● SOURCE MATERIAL:
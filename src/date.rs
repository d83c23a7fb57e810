//! Timestamp conversion for graph API records.
//!
//! The API reports `YYYY-MM-DDTHH:MM:SS+0000`. Rows carry a spreadsheet-friendly local
//! time instead: a static UTC-8 shift (Pacific Standard Time, no DST handling),
//! rendered as `YYYY-MM-DD HH:MM:SS`.

use time::macros::format_description;
use time::{Duration, PrimitiveDateTime};

/// Fixed offset applied to every API timestamp, in hours.
pub const LOCAL_OFFSET_HOURS: i64 = -8;

/// Parse an API timestamp (literal `+0000` suffix required).
pub fn parse_api_timestamp(s: &str) -> Option<PrimitiveDateTime> {
    PrimitiveDateTime::parse(s.trim(), format_description!("[year]-[month]-[day]T[hour]:[minute]:[second]+0000")).ok()
}

/// Shift an API timestamp to local time and render it for a row.
pub fn to_local_row_time(s: &str) -> Option<String> {
    let utc = parse_api_timestamp(s)?;
    let local = utc.checked_add(Duration::hours(LOCAL_OFFSET_HOURS))?;
    local.format(format_description!("[year]-[month]-[day] [hour]:[minute]:[second]")).ok()
}
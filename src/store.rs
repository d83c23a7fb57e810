//! Document store port plus two backends: in-memory, and one-JSON-file-per-document on disk.
//!
//! Every `put` is its own unit of work; there is no transactional grouping.

use crate::error::StoreError;
use crate::util::{create_with_backoff, part_path_for, replace_file_atomic_backoff};
use serde_json::Value;
use std::collections::BTreeMap;
use std::fs;
use std::io::{BufWriter, Write};
use std::path::{Path, PathBuf};

pub const USER_REACTIONS: &str = "user_reactions";
pub const POST_REACTIONS: &str = "post_reactions";

/// Keyed JSON documents grouped into named collections.
pub trait DocumentStore {
    fn get(&self, collection: &str, key: &str) -> Result<Option<Value>, StoreError>;
    /// Insert or replace.
    fn put(&mut self, collection: &str, key: &str, doc: Value) -> Result<(), StoreError>;
    /// Keys of a collection, sorted.
    fn keys(&self, collection: &str) -> Result<Vec<String>, StoreError>;
}

impl<S: DocumentStore + ?Sized> DocumentStore for &mut S {
    fn get(&self, collection: &str, key: &str) -> Result<Option<Value>, StoreError> {
        (**self).get(collection, key)
    }
    fn put(&mut self, collection: &str, key: &str, doc: Value) -> Result<(), StoreError> {
        (**self).put(collection, key, doc)
    }
    fn keys(&self, collection: &str) -> Result<Vec<String>, StoreError> {
        (**self).keys(collection)
    }
}

#[derive(Debug, Default, Clone)]
pub struct MemoryStore {
    collections: BTreeMap<String, BTreeMap<String, Value>>,
}

impl MemoryStore {
    pub fn new() -> Self {
        Self::default()
    }

    pub fn len(&self, collection: &str) -> usize {
        self.collections.get(collection).map(|c| c.len()).unwrap_or(0)
    }
}

impl DocumentStore for MemoryStore {
    fn get(&self, collection: &str, key: &str) -> Result<Option<Value>, StoreError> {
        Ok(self.collections.get(collection).and_then(|c| c.get(key)).cloned())
    }

    fn put(&mut self, collection: &str, key: &str, doc: Value) -> Result<(), StoreError> {
        self.collections.entry(collection.to_string()).or_default().insert(key.to_string(), doc);
        Ok(())
    }

    fn keys(&self, collection: &str) -> Result<Vec<String>, StoreError> {
        Ok(self.collections.get(collection).map(|c| c.keys().cloned().collect()).unwrap_or_default())
    }
}

/// `<root>/<collection>/<encoded key>.json`, written via a `.part` file and renamed into place.
pub struct JsonDirStore {
    root: PathBuf,
    pretty: bool,
}

/// Keys are graph ids (digits and `_`), but anything outside `[A-Za-z0-9_.-]` is %-encoded
/// so arbitrary keys map to distinct, valid file names.
fn encode_key(key: &str) -> String {
    let mut s = String::with_capacity(key.len());
    for b in key.bytes() {
        if b.is_ascii_alphanumeric() || b == b'_' || b == b'-' || (b == b'.' && !s.is_empty()) {
            s.push(b as char);
        } else {
            s.push_str(&format!("%{:02X}", b));
        }
    }
    s
}

fn decode_key(name: &str) -> Option<String> {
    let bytes = name.as_bytes();
    let mut out = Vec::with_capacity(bytes.len());
    let mut i = 0;
    while i < bytes.len() {
        if bytes[i] == b'%' {
            let hex = name.get(i + 1..i + 3)?;
            out.push(u8::from_str_radix(hex, 16).ok()?);
            i += 3;
        } else {
            out.push(bytes[i]);
            i += 1;
        }
    }
    String::from_utf8(out).ok()
}

impl JsonDirStore {
    pub fn open(root: impl AsRef<Path>) -> Result<Self, StoreError> {
        let root = root.as_ref().to_path_buf();
        fs::create_dir_all(&root)?;
        Ok(Self { root, pretty: false })
    }

    pub fn pretty(mut self, yes: bool) -> Self {
        self.pretty = yes;
        self
    }

    fn doc_path(&self, collection: &str, key: &str) -> PathBuf {
        self.root.join(encode_key(collection)).join(format!("{}.json", encode_key(key)))
    }
}

impl DocumentStore for JsonDirStore {
    fn get(&self, collection: &str, key: &str) -> Result<Option<Value>, StoreError> {
        let p = self.doc_path(collection, key);
        match fs::read(&p) {
            Ok(bytes) => Ok(Some(serde_json::from_slice(&bytes)?)),
            Err(e) if e.kind() == std::io::ErrorKind::NotFound => Ok(None),
            Err(e) => Err(e.into()),
        }
    }

    fn put(&mut self, collection: &str, key: &str, doc: Value) -> Result<(), StoreError> {
        let p = self.doc_path(collection, key);
        if let Some(dir) = p.parent() {
            fs::create_dir_all(dir)?;
        }
        let tmp = part_path_for(&p);
        let mut w = BufWriter::new(create_with_backoff(&tmp, 16, 50)?);
        if self.pretty {
            serde_json::to_writer_pretty(&mut w, &doc)?;
        } else {
            serde_json::to_writer(&mut w, &doc)?;
        }
        w.flush()?;
        drop(w);
        replace_file_atomic_backoff(&tmp, &p).map_err(|e| StoreError::Backend(format!("{e:#}")))
    }

    fn keys(&self, collection: &str) -> Result<Vec<String>, StoreError> {
        let dir = self.root.join(encode_key(collection));
        let rd = match fs::read_dir(&dir) {
            Ok(rd) => rd,
            Err(e) if e.kind() == std::io::ErrorKind::NotFound => return Ok(Vec::new()),
            Err(e) => return Err(e.into()),
        };
        let mut keys: Vec<String> = rd
            .filter_map(|e| e.ok())
            .filter_map(|e| e.file_name().to_str().and_then(|n| n.strip_suffix(".json")).and_then(decode_key))
            .collect();
        keys.sort();
        Ok(keys)
    }
}
mod config;
mod date;
mod error;
mod util;
mod progress;

mod fetch;
mod paginate;
mod models;
mod normalize;

mod table;
mod store;
mod aggregate;
mod pipeline;

pub use crate::config::{Credentials, MalformedPolicy, ScrapeOptions, TableFormat, DEFAULT_BASE_URL, default_feed_fields};
pub use crate::error::{FetchError, NormalizeError, StoreError};
pub use crate::pipeline::{PageScraper, ScanSummary};

// Fetch + pagination building blocks.
pub use crate::fetch::{redact_token, HttpTransport, ResilientFetcher, RetryPolicy, Transport};
pub use crate::paginate::{Page, Paging, Paginator};

// Records and the normalizer.
pub use crate::models::{ItemKind, PostRecord, RawPost, RawReaction, ReactionRecord, Record, POST_COLUMNS};
pub use crate::normalize::{normalize, normalize_post, normalize_reaction, post_from_value, reaction_from_value};
pub use crate::date::to_local_row_time;

// Sinks.
pub use crate::table::{csv_escape, tsv_escape, TableWriter};
pub use crate::store::{DocumentStore, JsonDirStore, MemoryStore, POST_REACTIONS, USER_REACTIONS};
pub use crate::aggregate::{PostReactionsSnapshot, ReactionAggregator, ReactionEntry, UserAggregate};

pub use crate::progress::ScanProgress;
pub use crate::util::init_tracing_once;
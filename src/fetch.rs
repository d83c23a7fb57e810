//! Resilient fetcher: one idempotent GET, retried under a `RetryPolicy` until it succeeds.
//!
//! The network itself sits behind the `Transport` trait so the retry loop and the
//! paginator can be driven by scripted responses in tests.

use crate::error::FetchError;
use std::thread::sleep;
use std::time::Duration;

/// A single GET attempt. Implementations must treat any non-2xx status as an error.
pub trait Transport {
    fn get(&self, url: &str) -> Result<Vec<u8>, FetchError>;
}

impl<T: Transport + ?Sized> Transport for &T {
    fn get(&self, url: &str) -> Result<Vec<u8>, FetchError> {
        (**self).get(url)
    }
}

/// Blocking HTTP transport over `reqwest`.
pub struct HttpTransport {
    client: reqwest::blocking::Client,
}

impl HttpTransport {
    pub fn new(timeout: Option<Duration>) -> Result<Self, FetchError> {
        let mut builder = reqwest::blocking::Client::builder()
            .user_agent(concat!("graphscrape/", env!("CARGO_PKG_VERSION")));
        if let Some(t) = timeout {
            builder = builder.timeout(t);
        }
        let client = builder.build().map_err(|e| FetchError::Transport(e.to_string()))?;
        Ok(Self { client })
    }
}

impl Transport for HttpTransport {
    fn get(&self, url: &str) -> Result<Vec<u8>, FetchError> {
        let resp = self
            .client
            .get(url)
            .send()
            .map_err(|e| FetchError::Transport(e.to_string()))?;
        let status = resp.status();
        if !status.is_success() {
            // Error bodies from the graph API are small JSON blobs; keep a prefix for the log.
            let body = resp.text().unwrap_or_default();
            let message: String = body.chars().take(200).collect();
            return Err(FetchError::Status { status: status.as_u16(), message });
        }
        let bytes = resp.bytes().map_err(|e| FetchError::Transport(e.to_string()))?;
        Ok(bytes.to_vec())
    }
}

/// Retry strategy for the fetcher.
/// Delay before retry `n` (1-based) is `initial_backoff * multiplier^(n-1)`, capped at `max_backoff`.
#[derive(Clone, Debug, PartialEq)]
pub struct RetryPolicy {
    /// `None` retries forever.
    pub max_attempts: Option<u32>,
    pub initial_backoff: Duration,
    pub multiplier: f64,
    pub max_backoff: Duration,
}

impl Default for RetryPolicy {
    /// Unbounded retries with a fixed 5 second pause.
    fn default() -> Self {
        Self::fixed(Duration::from_secs(5))
    }
}

impl RetryPolicy {
    pub fn fixed(delay: Duration) -> Self {
        Self { max_attempts: None, initial_backoff: delay, multiplier: 1.0, max_backoff: delay }
    }

    pub fn exponential(initial: Duration, multiplier: f64, max_backoff: Duration) -> Self {
        Self { max_attempts: None, initial_backoff: initial, multiplier: multiplier.max(1.0), max_backoff }
    }

    pub fn with_max_attempts(mut self, n: u32) -> Self {
        self.max_attempts = Some(n.max(1));
        self
    }

    pub fn unbounded(mut self) -> Self {
        self.max_attempts = None;
        self
    }

    /// Backoff to wait after failed attempt number `attempt` (1-based).
    pub fn delay_for(&self, attempt: u32) -> Duration {
        let exp = attempt.saturating_sub(1).min(64) as i32;
        let nanos = self.initial_backoff.as_nanos() as f64 * self.multiplier.powi(exp);
        let capped = nanos.min(self.max_backoff.as_nanos() as f64);
        if capped.is_finite() && capped >= 0.0 {
            Duration::from_nanos(capped.round() as u64)
        } else {
            self.max_backoff
        }
    }

    fn gives_up_after(&self, attempt: u32) -> bool {
        matches!(self.max_attempts, Some(max) if attempt >= max)
    }
}

/// Replace the value of the `access_token` query parameter so URLs can be logged.
pub fn redact_token(url: &str) -> String {
    let Some(start) = url.find("access_token=") else { return url.to_string() };
    let value_start = start + "access_token=".len();
    let value_end = url[value_start..].find('&').map(|i| value_start + i).unwrap_or(url.len());
    format!("{}REDACTED{}", &url[..value_start], &url[value_end..])
}

/// Wraps a `Transport` with a retry policy. Transient failures never reach the caller
/// unless the policy is bounded and runs out of attempts.
pub struct ResilientFetcher<T: Transport> {
    transport: T,
    policy: RetryPolicy,
}

impl<T: Transport> ResilientFetcher<T> {
    pub fn new(transport: T, policy: RetryPolicy) -> Self {
        Self { transport, policy }
    }

    pub fn transport(&self) -> &T {
        &self.transport
    }

    pub fn into_transport(self) -> T {
        self.transport
    }

    /// GET `url`, retrying per policy. Blocks for as long as the policy allows.
    pub fn fetch(&self, url: &str) -> Result<Vec<u8>, FetchError> {
        let mut attempt: u32 = 0;
        loop {
            attempt = attempt.saturating_add(1);
            match self.transport.get(url) {
                Ok(body) => {
                    if attempt > 1 {
                        tracing::info!(url = %redact_token(url), attempt, "request succeeded after retry");
                    }
                    return Ok(body);
                }
                Err(e) if self.policy.gives_up_after(attempt) => {
                    tracing::error!(url = %redact_token(url), attempt, error = %e, "giving up on request");
                    return Err(FetchError::RetriesExhausted { attempts: attempt, last: Box::new(e) });
                }
                Err(e) => {
                    let delay = self.policy.delay_for(attempt);
                    tracing::warn!(
                        url = %redact_token(url),
                        attempt,
                        delay_ms = delay.as_millis() as u64,
                        error = %e,
                        "request failed, retrying"
                    );
                    if !delay.is_zero() {
                        sleep(delay);
                    }
                }
            }
        }
    }
}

● WORK ORDER: Both end lines included, restate word for word the lines above from the line with "pub fn open(root: impl" to the line with "serde_json::to_writer_pretty(&mut w, &doc)?;", and nothing else.

● RESPONSE BELOW:
    pub fn open(root: impl AsRef<Path>) -> Result<Self, StoreError> {
        let root = root.as_ref().to_path_buf();
        fs::create_dir_all(&root)?;
        Ok(Self { root, pretty: false })
    }

    pub fn pretty(mut self, yes: bool) -> Self {
        self.pretty = yes;
        self
    }

    fn doc_path(&self, collection: &str, key: &str) -> PathBuf {
        self.root.join(encode_key(collection)).join(format!("{}.json", encode_key(key)))
    }
}

impl DocumentStore for JsonDirStore {
    fn get(&self, collection: &str, key: &str) -> Result<Option<Value>, StoreError> {
        let p = self.doc_path(collection, key);
        match fs::read(&p) {
            Ok(bytes) => Ok(Some(serde_json::from_slice(&bytes)?)),
            Err(e) if e.kind() == std::io::ErrorKind::NotFound => Ok(None),
            Err(e) => Err(e.into()),
        }
    }

    fn put(&mut self, collection: &str, key: &str, doc: Value) -> Result<(), StoreError> {
        let p = self.doc_path(collection, key);
        if let Some(dir) = p.parent() {
            fs::create_dir_all(dir)?;
        }
        let tmp = part_path_for(&p);
        let mut w = BufWriter::new(create_with_backoff(&tmp, 16, 50)?);
        if self.pretty {
            serde_json::to_writer_pretty(&mut w, &doc)?;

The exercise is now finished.